Thursday, December 1, 2011

Name Normalization in Win8

It's interesting to note that one of the FltMgr features that a lot of minifilters use is the ability to have FltMgr generate normalized paths. This is not something trivial to implement and a lot of the code in FltMgr is dedicated to generating these names. It's also fairly expensive so FltMgr implements a name cache. However file systems don't implement any mechanism to get this information, even though looking at the Win7 WDK we can see some references that indicate that this has been in the works (search for FileNormalizedNameInformation; there are references to it both in wdm.h and ntddk.h):

typedef enum _FILE_INFORMATION_CLASS {
    FileDirectoryInformation         = 1,
    FileFullDirectoryInformation,   // 2
 ...
    FileNormalizedNameInformation,           // 48 <- this seems to be the information class one can use to request the name..
 ...
} FILE_INFORMATION_CLASS, *PFILE_INFORMATION_CLASS;

//
// This is also used for FileNormalizedNameInformation <- this indicates that the _FILE_NAME_INFORMATION structure can also be used for normalized names
//

typedef struct _FILE_NAME_INFORMATION {
    ULONG FileNameLength;
    WCHAR FileName[1];
} FILE_NAME_INFORMATION, *PFILE_NAME_INFORMATION;

Well, with the arrival of Win8 things are about to change and file systems and file system filters now have a way to query the file system directly for a normalized name. We can see some of the work that needs to happen by looking at the Win8 FastFat source, but the changes look pretty minimal. Also, there are no changes that I can see in the WDK headers from the Win7 WDK.

_Requires_lock_held_(_Global_critical_region_)    
NTSTATUS
FatCommonQueryInformation (
    IN PIRP_CONTEXT IrpContext,
    IN PIRP Irp
    )
{
...
            case FileNormalizedNameInformation:  <- FastFat will now support this request

                FatQueryNameInfo( IrpContext, Fcb, Ccb, TRUE, Buffer, &Length ); <- we can see a new boolean parameter for FatQueryNameInfo
                break;
}
...

VOID
FatQueryNameInfo (
...
    IN BOOLEAN Normalized,  <- new argument to tell FatQueryNameInfo whether it should return a normalized name or not
...
    )

/*++

Routine Description:

    This routine performs the query name information function for fat.

Arguments:

 ...
    Normalized - if true the caller wants a normalized name (w/out short names).
        This means we're servicing a FileNormalizedNameInformation query.

 ...

Return Value:

    None

--*/

{

 ...
    if (!Normalized &&
        (Fcb->LongName.Unicode.Name.Unicode.Buffer != NULL)) {

        if ((Ccb != NULL) &&
            FlagOn(Ccb->Flags, CCB_FLAG_OPENED_BY_SHORTNAME)) {

            TrimLength = Fcb->FinalNameLength;
        }
    }

 …
}

So now that we know that FastFat implements this, the next logical question is whether NTFS implements it as well and a small program I wrote confirms that it does and that it does indeed return a normalized path like one would expect.

The implications for file system developers are pretty clear, this is one more information class they need to implement and they can use FastFat as a sample of how that can be implemented.
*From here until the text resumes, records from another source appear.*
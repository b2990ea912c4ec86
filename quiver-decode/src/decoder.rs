//! Bounds probe followed by a power-of-two subsampled decode.
//!
//! # Algorithm
//!
//! 1. Open the source and read just the header to learn the source size.
//! 2. Pick the subsample factor with [`compute_subsample`].
//! 3. Open the source again and decode at `1/s` resolution. Only baseline
//!    JPEGs subsample while decoding: they are scaled inside the IDCT
//!    (`jpeg-decoder`'s `scale`), so their full resolution buffer is never
//!    allocated. Every other format is decoded in full, under
//!    [`image::io::Limits`] derived from the probe, and resized afterwards.
//! 4. Convert to the requested [`PixelLayout`].
//!
//! The output is never larger than the source; no upscaling is performed.

use crate::decoded::{DecodeOptions, DecodedImage};
use crate::error::{DecodeError, FetchError};
use crate::source::StreamOpener;
use image::imageops::FilterType;
use image::{DynamicImage, ImageBuffer, ImageFormat};
use quiver_common::{PixelLayout, Size, SizeSpec};
use tracing::{debug, trace};

/// Default ceiling on the buffer a full-resolution decode may allocate.
pub const DEFAULT_MAX_DECODE_BYTES: u64 = 512 * 1024 * 1024;

/// Result of the header-only pass.
#[derive(Debug, Clone, Copy, PartialEq, Eq)]
pub struct ProbeInfo {
    pub size: Size,
    pub format: ImageFormat,
}

/// Largest power-of-two `s` such that decoding at `1/s` still leaves both
/// axes strictly larger than the target.
///
/// Returns 1 for [`SizeSpec::Unspecified`] and for sources that already fit.
///
/// ```
/// use quiver_common::SizeSpec;
/// use quiver_decode::compute_subsample;
/// use quiver_common::Size;
///
/// let target = SizeSpec::bounded(400, 300).unwrap();
/// assert_eq!(compute_subsample(Size::new(4000, 3000), target), 8);
/// ```
pub fn compute_subsample(source: Size, spec: SizeSpec) -> u32 {
    let Some(target) = spec.size() else {
        return 1;
    };
    let mut s: u32 = 1;
    while let Some(next) = s.checked_mul(2) {
        if source.width / next > target.width && source.height / next > target.height {
            s = next;
        } else {
            break;
        }
    }
    s
}

/// Dimensions produced by decoding `source` at subsample `s`.
pub fn subsampled_size(source: Size, s: u32) -> Size {
    let s = s.max(1);
    Size::new((source.width / s).max(1), (source.height / s).max(1))
}

/// Stateless image decoder.
#[derive(Debug, Clone, Copy, PartialEq, Eq)]
pub struct Decoder {
    jpeg_scaling: bool,
    max_decode_bytes: u64,
}

impl Default for Decoder {
    fn default() -> Self {
        Self::new()
    }
}

impl Decoder {
    pub fn new() -> Self {
        Self {
            jpeg_scaling: true,
            max_decode_bytes: DEFAULT_MAX_DECODE_BYTES,
        }
    }

    /// Refuse full-resolution decodes whose RGBA buffer would exceed `bytes`.
    pub fn with_max_decode_bytes(mut self, bytes: u64) -> Self {
        self.max_decode_bytes = bytes;
        self
    }

    /// Always decode JPEGs at full resolution before reducing.
    pub fn without_jpeg_scaling(mut self) -> Self {
        self.jpeg_scaling = false;
        self
    }

    /// Read the header only and report format and source dimensions.
    pub fn probe(&self, opener: &dyn StreamOpener) -> Result<ProbeInfo, DecodeError> {
        let stream = opener.open()?;
        let reader = image::io::Reader::new(stream)
            .with_guessed_format()
            .map_err(FetchError::from)?;
        let format = reader
            .format()
            .ok_or_else(|| DecodeError::Unsupported("unrecognized image signature".to_string()))?;
        let (width, height) = reader.into_dimensions()?;
        if width == 0 || height == 0 {
            return Err(DecodeError::ZeroDimension { width, height });
        }
        trace!(source = %opener.describe(), ?format, width, height, "probed image");
        Ok(ProbeInfo {
            size: Size::new(width, height),
            format,
        })
    }

    /// Decode `opener` so that it covers `spec` without allocating more than needed.
    pub fn decode(
        &self,
        opener: &dyn StreamOpener,
        spec: SizeSpec,
        options: DecodeOptions,
    ) -> Result<DecodedImage, DecodeError> {
        let probe = self.probe(opener)?;
        let subsample = compute_subsample(probe.size, spec);
        let target = subsampled_size(probe.size, subsample);

        let scaled = if probe.format == ImageFormat::Jpeg && self.jpeg_scaling && subsample > 1 {
            decode_jpeg_scaled(opener, target)?
        } else {
            None
        };
        let image = match scaled {
            Some(image) => image,
            None => decode_full(opener, probe, self.max_decode_bytes)?,
        };
        if image.width() == 0 || image.height() == 0 {
            return Err(DecodeError::ZeroDimension {
                width: image.width(),
                height: image.height(),
            });
        }

        let image = if image.width() != target.width || image.height() != target.height {
            image.resize_exact(target.width, target.height, FilterType::Triangle)
        } else {
            image
        };
        let pixels = into_layout(image, options.layout);

        debug!(
            source = %probe.size,
            target = %spec,
            subsample,
            output = %target,
            "decoded image"
        );
        Ok(DecodedImage::new(
            pixels,
            options.layout,
            target,
            probe.size,
            subsample,
        ))
    }
}

/// Decode at full resolution; no subsampling happens inside the decoder.
///
/// The decoder is held to the probed dimensions and to `max_alloc` bytes.
fn decode_full(
    opener: &dyn StreamOpener,
    probe: ProbeInfo,
    max_alloc: u64,
) -> Result<DynamicImage, DecodeError> {
    let Size { width, height } = probe.size;
    let needed = u64::from(width) * u64::from(height) * 4;
    if needed > max_alloc {
        return Err(DecodeError::TooLarge(format!(
            "{width}x{height} needs {needed} bytes, limit is {max_alloc}"
        )));
    }

    let mut limits = image::io::Limits::default();
    limits.max_image_width = Some(width);
    limits.max_image_height = Some(height);
    limits.max_alloc = Some(max_alloc);

    let stream = opener.open()?;
    let mut reader = image::io::Reader::with_format(stream, probe.format);
    reader.limits(limits);
    Ok(reader.decode()?)
}

/// Decode a JPEG with DCT scaling so the output is at least `target`.
///
/// Returns `Ok(None)` for colour models the fast path does not handle.
fn decode_jpeg_scaled(
    opener: &dyn StreamOpener,
    target: Size,
) -> Result<Option<DynamicImage>, DecodeError> {
    let stream = opener.open()?;
    let mut decoder = jpeg_decoder::Decoder::new(stream);
    let requested_w = u16::try_from(target.width).unwrap_or(u16::MAX);
    let requested_h = u16::try_from(target.height).unwrap_or(u16::MAX);
    let (width, height) = decoder.scale(requested_w, requested_h)?;
    let info = decoder
        .info()
        .ok_or_else(|| DecodeError::Malformed("JPEG decoder missing metadata".to_string()))?;

    let (width, height) = (u32::from(width), u32::from(height));
    let image = match info.pixel_format {
        jpeg_decoder::PixelFormat::L8 => {
            let pixels = decoder.decode()?;
            ImageBuffer::from_raw(width, height, pixels).map(DynamicImage::ImageLuma8)
        }
        jpeg_decoder::PixelFormat::RGB24 => {
            let pixels = decoder.decode()?;
            ImageBuffer::from_raw(width, height, pixels).map(DynamicImage::ImageRgb8)
        }
        other => {
            trace!(?other, "JPEG pixel format not scaled in place");
            return Ok(None);
        }
    };
    match image {
        Some(image) => Ok(Some(image)),
        None => Err(DecodeError::Malformed(format!(
            "JPEG buffer does not match {width}x{height}"
        ))),
    }
}

fn into_layout(image: DynamicImage, layout: PixelLayout) -> Vec<u8> {
    match layout {
        PixelLayout::Rgba8 => image.into_rgba8().into_raw(),
        PixelLayout::Rgb8 => image.into_rgb8().into_raw(),
        PixelLayout::Luma8 => image.into_luma8().into_raw(),
    }
}

#[cfg(test)]
mod tests {
    use super::*;
    use crate::source::RawBytesHandle;
    use image::{ImageOutputFormat, Rgb, RgbImage};
    use proptest::prelude::*;
    use std::io::Cursor;

    fn encode(width: u32, height: u32, format: ImageOutputFormat) -> RawBytesHandle {
        let img = RgbImage::from_fn(width, height, |x, y| {
            Rgb([(x % 256) as u8, (y % 256) as u8, ((x + y) % 256) as u8])
        });
        let mut out = Cursor::new(Vec::new());
        DynamicImage::ImageRgb8(img).write_to(&mut out, format).unwrap();
        RawBytesHandle::buffered(out.into_inner())
    }

    fn bounded(w: u32, h: u32) -> SizeSpec {
        SizeSpec::bounded(w, h).unwrap()
    }

    #[test]
    fn test_subsample_reference_case() {
        assert_eq!(compute_subsample(Size::new(4000, 3000), bounded(400, 300)), 8);
    }

    #[test]
    fn test_subsample_never_upscales() {
        assert_eq!(compute_subsample(Size::new(100, 100), bounded(400, 300)), 1);
        assert_eq!(compute_subsample(Size::new(4000, 3000), SizeSpec::Unspecified), 1);
        // Both axes must still exceed; a wide panorama stops on its height.
        assert_eq!(compute_subsample(Size::new(8000, 400), bounded(100, 100)), 2);
        // Exactly twice the target is not enough to halve.
        assert_eq!(compute_subsample(Size::new(800, 600), bounded(400, 300)), 1);
    }

    #[test]
    fn test_subsample_huge_source() {
        let s = compute_subsample(Size::new(u32::MAX, u32::MAX), bounded(1, 1));
        assert!(s.is_power_of_two());
        assert!(u32::MAX / s > 1);
    }

    #[test]
    fn test_subsampled_size_is_clamped() {
        assert_eq!(subsampled_size(Size::new(4000, 3000), 8), Size::new(500, 375));
        assert_eq!(subsampled_size(Size::new(3, 1), 4), Size::new(1, 1));
    }

    #[test]
    fn test_probe_png() {
        let handle = encode(64, 48, ImageOutputFormat::Png);
        let probe = Decoder::new().probe(&handle).unwrap();
        assert_eq!(probe.size, Size::new(64, 48));
        assert_eq!(probe.format, ImageFormat::Png);
    }

    #[test]
    fn test_decode_png_subsampled() {
        let handle = encode(64, 48, ImageOutputFormat::Png);
        let img = Decoder::new()
            .decode(&handle, bounded(8, 6), DecodeOptions::default())
            .unwrap();
        assert_eq!(img.subsample(), 4);
        assert_eq!(img.size(), Size::new(16, 12));
        assert_eq!(img.source_size(), Size::new(64, 48));
        assert_eq!(img.pixels().len(), 16 * 12 * 4);
    }

    #[test]
    fn test_full_decode_respects_allocation_limit() {
        let handle = encode(64, 48, ImageOutputFormat::Png);
        let decoder = Decoder::new().with_max_decode_bytes(64 * 48 * 4 - 1);
        let err = decoder
            .decode(&handle, bounded(8, 6), DecodeOptions::default())
            .unwrap_err();
        assert!(matches!(err, DecodeError::TooLarge(_)), "{err:?}");

        let img = Decoder::new()
            .with_max_decode_bytes(64 * 48 * 4)
            .decode(&handle, bounded(8, 6), DecodeOptions::default())
            .unwrap();
        assert_eq!(img.size(), Size::new(16, 12));
    }

    #[test]
    fn test_jpeg_scaling_decodes_under_full_size_limit() {
        let handle = encode(128, 96, ImageOutputFormat::Jpeg(90));
        let decoder = Decoder::new().with_max_decode_bytes(1024);
        let img = decoder
            .decode(&handle, bounded(16, 12), DecodeOptions::default())
            .unwrap();
        assert_eq!(img.size(), Size::new(32, 24));
        assert!(matches!(
            decoder.without_jpeg_scaling().decode(&handle, bounded(16, 12), DecodeOptions::default()),
            Err(DecodeError::TooLarge(_))
        ));
    }

    #[test]
    fn test_decode_unspecified_keeps_source_size() {
        let handle = encode(20, 10, ImageOutputFormat::Png);
        let img = Decoder::new()
            .decode(&handle, SizeSpec::Unspecified, DecodeOptions::default())
            .unwrap();
        assert_eq!(img.size(), Size::new(20, 10));
        assert_eq!(img.subsample(), 1);
    }

    #[test]
    fn test_decode_jpeg_scaled_matches_full_path() {
        let handle = encode(128, 96, ImageOutputFormat::Jpeg(90));
        let spec = bounded(16, 12);
        let options = DecodeOptions::with_layout(PixelLayout::Rgb8);

        let fast = Decoder::new().decode(&handle, spec, options).unwrap();
        let slow = Decoder::new()
            .without_jpeg_scaling()
            .decode(&handle, spec, options)
            .unwrap();

        assert_eq!(fast.subsample(), 4);
        assert_eq!(fast.size(), Size::new(32, 24));
        assert_eq!(fast.size(), slow.size());
        assert_eq!(fast.pixels().len(), 32 * 24 * 3);
    }

    #[test]
    fn test_decode_layouts() {
        let handle = encode(10, 10, ImageOutputFormat::Png);
        for (layout, bpp) in [
            (PixelLayout::Rgba8, 4),
            (PixelLayout::Rgb8, 3),
            (PixelLayout::Luma8, 1),
        ] {
            let img = Decoder::new()
                .decode(&handle, SizeSpec::Unspecified, DecodeOptions::with_layout(layout))
                .unwrap();
            assert_eq!(img.layout(), layout);
            assert_eq!(img.pixels().len(), 100 * bpp);
        }
    }

    #[test]
    fn test_garbage_is_rejected() {
        let handle = RawBytesHandle::buffered(&b"definitely not an image"[..]);
        let err = Decoder::new()
            .decode(&handle, SizeSpec::Unspecified, DecodeOptions::default())
            .unwrap_err();
        assert!(matches!(err, DecodeError::Unsupported(_)));
    }

    #[test]
    fn test_truncated_png_is_rejected() {
        let RawBytesHandle::Buffered(bytes) = encode(64, 64, ImageOutputFormat::Png) else {
            unreachable!()
        };
        let truncated = RawBytesHandle::buffered(bytes.slice(..bytes.len() / 2));
        assert!(Decoder::new()
            .decode(&truncated, SizeSpec::Unspecified, DecodeOptions::default())
            .is_err());
    }

    proptest! {
        #[test]
        fn prop_subsample_is_largest_power_of_two(
            sw in 1u32..20_000,
            sh in 1u32..20_000,
            tw in 1u32..5_000,
            th in 1u32..5_000,
        ) {
            let s = compute_subsample(Size::new(sw, sh), bounded(tw, th));
            prop_assert!(s.is_power_of_two());
            if s > 1 {
                prop_assert!(sw / s > tw && sh / s > th);
            }
            prop_assert!(!(sw / (s * 2) > tw && sh / (s * 2) > th));
            let out = subsampled_size(Size::new(sw, sh), s);
            prop_assert!(out.width <= sw && out.height <= sh);
        }
    }
}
One thing I would add is that file systems might want to be extra careful about the performance of the implementation since it's likely that FltMgr's name generation and normalization code will use this information class and so it might be called pretty frequently.
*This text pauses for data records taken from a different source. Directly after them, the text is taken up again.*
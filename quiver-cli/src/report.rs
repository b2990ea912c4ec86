use quiver_engine::{EngineStats, ImageResult, LoadedFrom, PixelLayout};
use serde::Serialize;
use std::fmt;
use std::io::{self, Write};

/// Result of loading one URI.
#[derive(Debug, Serialize)]
pub struct Outcome {
    pub uri: String,
    #[serde(flatten)]
    pub status: Status,
}

#[derive(Debug, Serialize)]
#[serde(tag = "status", rename_all = "snake_case")]
pub enum Status {
    Loaded {
        width: u32,
        height: u32,
        source_width: u32,
        source_height: u32,
        subsample: u32,
        layout: PixelLayout,
        from: LoadedFrom,
    },
    Failed {
        error: String,
        retryable: bool,
    },
}

impl Outcome {
    pub fn new(uri: impl Into<String>, result: &ImageResult) -> Self {
        let status = match result {
            Ok(loaded) => {
                let image = &loaded.image;
                Status::Loaded {
                    width: image.width(),
                    height: image.height(),
                    source_width: image.source_size().width,
                    source_height: image.source_size().height,
                    subsample: image.subsample(),
                    layout: image.layout(),
                    from: loaded.from,
                }
            }
            Err(e) => Status::Failed {
                error: e.to_string(),
                retryable: e.is_retryable(),
            },
        };
        Self {
            uri: uri.into(),
            status,
        }
    }

    pub fn is_loaded(&self) -> bool {
        matches!(self.status, Status::Loaded { .. })
    }
}

impl fmt::Display for Outcome {
    fn fmt(&self, f: &mut fmt::Formatter<'_>) -> fmt::Result {
        match &self.status {
            Status::Loaded {
                width,
                height,
                source_width,
                source_height,
                subsample,
                from,
                ..
            } => write!(
                f,
                "{}: {width}x{height} (source {source_width}x{source_height}, subsample {subsample}, from {from})",
                self.uri
            ),
            Status::Failed { error, .. } => write!(f, "{}: {error}", self.uri),
        }
    }
}

/// Everything printed at the end of a run.
#[derive(Debug, Serialize)]
pub struct Report {
    pub results: Vec<Outcome>,
    pub stats: EngineStats,
}

impl Report {
    pub fn failures(&self) -> usize {
        self.results.iter().filter(|r| !r.is_loaded()).count()
    }

    pub fn write_text(&self, out: &mut impl Write) -> io::Result<()> {
        for outcome in &self.results {
            writeln!(out, "{outcome}")?;
        }
        writeln!(out)?;
        writeln!(out, "{}", self.stats.memory.format_summary("memory cache"))?;
        match &self.stats.disk {
            Some(disk) => writeln!(out, "{}", disk.format_summary("disk cache"))?,
            None => writeln!(out, "disk cache: disabled")?,
        }
        writeln!(
            out,
            "tasks: {} started, {} joined, {} jobs on {} workers",
            self.stats.tasks_started,
            self.stats.tasks_joined,
            self.stats.jobs_executed,
            self.stats.workers
        )
    }

    pub fn write_json(&self, out: &mut impl Write) -> io::Result<()> {
        serde_json::to_writer_pretty(&mut *out, self)?;
        writeln!(out)
    }
}

#[cfg(test)]
mod tests {
    use super::*;
    use quiver_engine::{DecodedImage, Loaded, LoadError, FetchError};
    use std::sync::Arc;

    fn loaded() -> ImageResult {
        let image = DecodedImage::from_pixels(vec![0; 4 * 2 * 3], PixelLayout::Rgba8, 2, 3)
            .expect("buffer matches dimensions");
        Ok(Loaded {
            image: Arc::new(image),
            from: LoadedFrom::Source,
        })
    }

    #[test]
    fn test_loaded_line() {
        let outcome = Outcome::new("resource://a", &loaded());
        assert!(outcome.is_loaded());
        assert_eq!(
            outcome.to_string(),
            "resource://a: 2x3 (source 2x3, subsample 1, from source)"
        );
    }

    #[test]
    fn test_failed_line_and_json() {
        let err: ImageResult = Err(LoadError::Fetch(FetchError::Network("timeout".into())));
        let outcome = Outcome::new("https://x/a.png", &err);
        assert!(!outcome.is_loaded());
        assert!(outcome.to_string().starts_with("https://x/a.png: "));

        let json = serde_json::to_value(&outcome).unwrap();
        assert_eq!(json["status"], "failed");
        assert_eq!(json["retryable"], true);
        assert_eq!(json["uri"], "https://x/a.png");
    }
}
//! Logging initialization.
//!
//! The log level is controlled by the `RUST_LOG` environment variable,
//! defaulting to `info`. Call once at startup, before building servers.

use tracing_subscriber::{layer::SubscriberExt, util::SubscriberInitExt, EnvFilter};

pub fn init_logging() {
    init_logging_with_level("info");
}

/// Initialize logging with a specific default level (`trace`, `debug`,
/// `info`, `warn`, `error`). `RUST_LOG` still takes precedence when set.
pub fn init_logging_with_level(level: &str) {
    let filter = EnvFilter::try_from_default_env().unwrap_or_else(|_| EnvFilter::new(level));

    tracing_subscriber::registry()
        .with(filter)
        .with(tracing_subscriber::fmt::layer())
        .init();
}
Finally I'd like to talk about the implications about file system filter developers. There are a couple of scenarios that I think could be impacted by this.
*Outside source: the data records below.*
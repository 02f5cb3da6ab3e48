//! Single-threaded reactor: one poller, one timer queue, an eventfd
//! wakeup channel and a queue of deferred tasks.
//!
//! Exactly one thread (the one that constructed the loop) may drive
//! `run()`, and at most one loop may exist per thread. `run_in_loop`,
//! `queue_in_loop`, timers and `quit` are safe to call from any thread;
//! cross-thread work is handed over through the pending queue and an
//! eventfd write.

use std::cell::Cell;
use std::os::unix::io::RawFd;
use std::sync::atomic::{AtomicBool, Ordering};
use std::sync::{Arc, Mutex, MutexGuard};
use std::thread::{self, ThreadId};
use std::time::{Duration, Instant};

use tracing::error;

use crate::error::{TzzeroError, TzzeroResult};
use crate::poller::{create_poller, PollEvent, Poller, EVENT_READ};
use crate::sys;
use crate::timer::{TimerId, TimerQueue};

pub type Task = Box<dyn FnOnce() + Send>;

thread_local! {
    static LOOP_IN_THIS_THREAD: Cell<bool> = Cell::new(false);
}

pub struct EventLoop {
    poller: Mutex<Box<dyn Poller + Send>>,
    timer_queue: Mutex<TimerQueue>,
    wakeup_fd: RawFd,
    thread_id: ThreadId,
    looping: AtomicBool,
    quit: AtomicBool,
    pending_tasks: Mutex<Vec<Task>>,
}

impl EventLoop {
    pub fn new() -> TzzeroResult<Arc<EventLoop>> {
        let already = LOOP_IN_THIS_THREAD.with(|cell| cell.replace(true));
        if already {
            return Err(TzzeroError::LoopExists);
        }

        let parts = (|| {
            let poller = create_poller()?;
            let timer_queue = TimerQueue::new()?;
            let wakeup_fd = sys::create_eventfd()?;
            Ok::<_, TzzeroError>((poller, timer_queue, wakeup_fd))
        })();
        let (poller, timer_queue, wakeup_fd) = match parts {
            Ok(parts) => parts,
            Err(e) => {
                LOOP_IN_THIS_THREAD.with(|cell| cell.set(false));
                return Err(e);
            }
        };
        let timer_fd = timer_queue.timer_fd();

        let event_loop = Arc::new(EventLoop {
            poller: Mutex::new(poller),
            timer_queue: Mutex::new(timer_queue),
            wakeup_fd,
            thread_id: thread::current().id(),
            looping: AtomicBool::new(false),
            quit: AtomicBool::new(false),
            pending_tasks: Mutex::new(Vec::new()),
        });

        let weak = Arc::downgrade(&event_loop);
        event_loop.poller.lock().unwrap().add_fd(
            wakeup_fd,
            EVENT_READ,
            Arc::new(move |_| {
                if let Some(lp) = weak.upgrade() {
                    lp.handle_wakeup();
                }
            }),
        )?;

        let weak = Arc::downgrade(&event_loop);
        event_loop.poller.lock().unwrap().add_fd(
            timer_fd,
            EVENT_READ,
            Arc::new(move |_| {
                if let Some(lp) = weak.upgrade() {
                    lp.handle_timer_fd();
                }
            }),
        )?;

        Ok(event_loop)
    }

    /// Drive the loop until `quit()`. Panics if called from a thread
    /// other than the one that constructed it, or re-entered.
    pub fn run(&self) {
        assert!(
            self.is_in_loop_thread(),
            "EventLoop::run called off the loop thread"
        );
        assert!(
            !self.looping.swap(true, Ordering::AcqRel),
            "EventLoop::run re-entered"
        );
        self.quit.store(false, Ordering::Release);

        let mut active_events: Vec<PollEvent> = Vec::new();

        while !self.quit.load(Ordering::Acquire) {
            active_events.clear();

            let timeout_ms = self.timer_queue.lock().unwrap().next_timeout_ms();

            let polled = self
                .poller
                .lock()
                .unwrap()
                .poll(timeout_ms, &mut active_events);
            if let Err(e) = polled {
                error!("poller error: {}", e);
                break;
            }

            self.process_expired_timers();

            // I/O callbacks run in the order the notifier reported them,
            // with no poller lock held so they can re-register freely.
            for event in &active_events {
                (event.callback)(event.events);
            }

            self.do_pending_tasks();
        }

        self.looping.store(false, Ordering::Release);
    }

    /// Stop the loop. From another thread this also wakes the poll; from
    /// the loop thread the running iteration observes the flag next time
    /// around.
    pub fn quit(&self) {
        self.quit.store(true, Ordering::Release);
        if !self.is_in_loop_thread() {
            self.wakeup();
        }
    }

    pub fn is_in_loop_thread(&self) -> bool {
        thread::current().id() == self.thread_id
    }

    pub fn thread_id(&self) -> ThreadId {
        self.thread_id
    }

    /// Run `task` synchronously when called on the loop thread, otherwise
    /// enqueue it and wake the loop.
    pub fn run_in_loop<F>(&self, task: F)
    where
        F: FnOnce() + Send + 'static,
    {
        if self.is_in_loop_thread() {
            task();
        } else {
            self.queue_in_loop(task);
        }
    }

    /// Always enqueue, always wake.
    pub fn queue_in_loop<F>(&self, task: F)
    where
        F: FnOnce() + Send + 'static,
    {
        self.pending_tasks.lock().unwrap().push(Box::new(task));
        self.wakeup();
    }

    pub fn run_after<F>(&self, delay: Duration, callback: F) -> TimerId
    where
        F: Fn() + Send + Sync + 'static,
    {
        self.timer_queue
            .lock()
            .unwrap()
            .add_timer(delay, None, Arc::new(callback))
    }

    pub fn run_every<F>(&self, interval: Duration, callback: F) -> TimerId
    where
        F: Fn() + Send + Sync + 'static,
    {
        self.timer_queue
            .lock()
            .unwrap()
            .add_timer(interval, Some(interval), Arc::new(callback))
    }

    pub fn cancel_timer(&self, id: TimerId) {
        self.timer_queue.lock().unwrap().cancel(id);
    }

    /// Access the readiness notifier for fd registration. Registration
    /// changes must happen on the loop thread.
    pub fn poller(&self) -> MutexGuard<'_, Box<dyn Poller + Send>> {
        self.poller.lock().unwrap()
    }

    fn wakeup(&self) {
        sys::write_eventfd(self.wakeup_fd);
    }

    fn handle_wakeup(&self) {
        sys::read_eventfd(self.wakeup_fd);
    }

    fn handle_timer_fd(&self) {
        self.timer_queue.lock().unwrap().handle_read();
        self.process_expired_timers();
    }

    fn process_expired_timers(&self) {
        let now = Instant::now();
        let expired = self.timer_queue.lock().unwrap().take_expired(now);
        if expired.is_empty() {
            return;
        }

        // Callbacks run without the queue lock so they can add or cancel
        // timers, including cancelling themselves.
        for timer in &expired {
            timer.run();
        }

        self.timer_queue.lock().unwrap().restart_expired(expired, now);
    }

    fn do_pending_tasks(&self) {
        let tasks = {
            let mut pending = self.pending_tasks.lock().unwrap();
            std::mem::take(&mut *pending)
        };

        for task in tasks {
            task();
        }
    }
}

impl Drop for EventLoop {
    fn drop(&mut self) {
        sys::close_fd(self.wakeup_fd);
        if thread::current().id() == self.thread_id {
            LOOP_IN_THIS_THREAD.with(|cell| cell.set(false));
        }
    }
}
  • Name providers must implement this information class. Actually all the filters that currently implement the FileNameInformation class should implement this new class as well (and if they do that they're most likely name providers.. I can't think of a case where a filter would need to implement that class and not be a name provider).
  • Filters that call FltGetFileNameInformation(..,FLT_FILE_NAME_NORMALIZED, ..) in preCreate might not see a significant performance improvement since in preCreate the file isn't opened and so FltMgr can't use this information class and while it might be able to use it for some parts of the path, a lot of the overhead is still there. So querying the normalized name in preCreate is likely to be just as bad as ever.
  • Filters that call FltGetFileNameInformation(..,FLT_FILE_NAME_NORMALIZED, ..) for open files might see some performance improvements since FltMgr should be able to leverage this information class a lot. Please note that I haven't verified that FltMgr actually does use this class, but it would make a lot of sense to use it.
  • Legacy filters would probably benefit the most from this new class but I don't expect that a lot of the legacy filters that are still around are in active development.